CA Lyon, 3e ch. civ., 15 mai 2003, n° 02-00175

LYON

Arrêt

Confirmation

PARTIES

Demandeur :

Argaud Pompes Funèbres (SARL)

Défendeur :

Pompes Funèbres Denis Lièvre (SA), Funeris (SARL)

COMPOSITION DE LA JURIDICTION

Président :

M. Simon

Conseillers :

MM. Santelli, Kerraudren

Avoués :

SCP Junillon-Wicky, Me de Fourcroy

Avocats :

Mes Lenzi, Storelli.

T. com.
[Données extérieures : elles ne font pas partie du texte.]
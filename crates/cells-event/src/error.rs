//! Event layer errors.
//!
//! All event errors use the `EVENT_` prefix:
//!
//! | Error | Code | Recoverable |
//! |-------|------|-------------|
//! | [`EventError::Cancelled`] | `EVENT_CANCELLED` | Yes |
//! | [`EventError::DeadlineExceeded`] | `EVENT_DEADLINE_EXCEEDED` | Yes |
//! | [`EventError::SceneKeyExists`] | `EVENT_SCENE_KEY_EXISTS` | No |
//!
//! Absent keys and type mismatches on a [`Payload`](crate::Payload) are
//! not errors; the typed getters return `None` for both.
//!
//! # Usage
//!
//! ```
//! use cells_event::EventError;
//! use cells_types::ErrorCode;
//!
//! let err = EventError::DeadlineExceeded;
//! assert_eq!(err.code(), "EVENT_DEADLINE_EXCEEDED");
//! assert!(err.is_recoverable());
//! ```

use cells_types::ErrorCode;
use serde::{Deserialize, Serialize};
use thiserror::Error;

/// Event layer error.
#[derive(Debug, Clone, PartialEq, Eq, Serialize, Deserialize, Error)]
pub enum EventError {
    /// The cancellation context was cancelled before a value arrived.
    ///
    /// **Recoverable**: the wait can be issued again with a fresh context.
    #[error("wait cancelled")]
    Cancelled,

    /// The cancellation context's deadline passed before a value arrived.
    ///
    /// **Recoverable**: the target may simply have been busy.
    #[error("deadline exceeded")]
    DeadlineExceeded,

    /// A scene key was stored a second time.
    ///
    /// Scene entries are write-once; **not recoverable** by retrying.
    #[error("scene key already stored: {0}")]
    SceneKeyExists(String),
}

impl EventError {
    /// Returns `true` for the two cancellation variants.
    #[must_use]
    pub fn is_cancellation(&self) -> bool {
        matches!(self, Self::Cancelled | Self::DeadlineExceeded)
    }
}

impl ErrorCode for EventError {
    fn code(&self) -> &'static str {
        match self {
            Self::Cancelled => "EVENT_CANCELLED",
            Self::DeadlineExceeded => "EVENT_DEADLINE_EXCEEDED",
            Self::SceneKeyExists(_) => "EVENT_SCENE_KEY_EXISTS",
        }
    }

    fn is_recoverable(&self) -> bool {
        match self {
            Self::Cancelled | Self::DeadlineExceeded => true,
            Self::SceneKeyExists(_) => false,
        }
    }
}

#[cfg(test)]
mod tests {
    use super::*;
    use cells_types::assert_error_codes;

    fn all_variants() -> Vec<EventError> {
        vec![
            EventError::Cancelled,
            EventError::DeadlineExceeded,
            EventError::SceneKeyExists("x".into()),
        ]
    }

    #[test]
    fn all_error_codes_valid() {
        assert_error_codes(&all_variants(), "EVENT_");
    }

    #[test]
    fn cancellation_is_recoverable() {
        assert!(EventError::Cancelled.is_recoverable());
        assert!(EventError::Cancelled.is_cancellation());
        assert!(EventError::DeadlineExceeded.is_cancellation());
        assert!(EventError::Cancelled.to_string().contains("cancelled"));
    }

    #[test]
    fn scene_key_exists_is_fatal() {
        let err = EventError::SceneKeyExists("pair".into());
        assert_eq!(err.code(), "EVENT_SCENE_KEY_EXISTS");
        assert!(!err.is_recoverable());
        assert!(!err.is_cancellation());
        assert!(err.to_string().contains("pair"));
    }
}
Saint-Etienne, du 27 sept. 2001

27 septembre 2001

FAITS, PROCEDURE ET PRETENTIONS DES PARTIES

Par jugement rendu le 27 septembre 2001, le Tribunal de commerce de Saint-Etienne, constatant que certaines "anomalies" au regard de la réglementation applicable aux chambres funéraires avaient été relevées dans les locaux où la SA Denis Lièvre Pompes Funèbres exploite une activité de chambre funéraire, a condamné la SA Denis Lièvre Pompes Funèbres et la SARL Funeris qui a concédé à la SA Denis Lièvre Pompes Funèbres l'exploitation d'une marque pour sa chambre funéraire, à "supprimer tous éléments de nature à semer la confusion dans l'esprit de la clientèle entre ces deux sociétés" sous astreinte provisoire de 152,45 euros par jour de retard - énumération étant faite des éléments incriminés tels que, entre autres éléments: "toute publicité semant la confusion entre la société commerciale la SA Denis Lièvre Pompes Funèbres et la chambre funéraire", a rejeté la demande de dommages et intérêts formée par la SARL Paul Argaud Pompes Funèbres, ainsi que sa demande en parution de la décision dans un quotidien de la presse régionale et a condamné in solidum la SA Denis Lièvre Pompes Funèbres et la SARL Funeris à payer à la SARL Paul Argaud Pompes Funèbres la somme de 7 500 F au titre de l'article 700 du nouveau Code de procédure civile.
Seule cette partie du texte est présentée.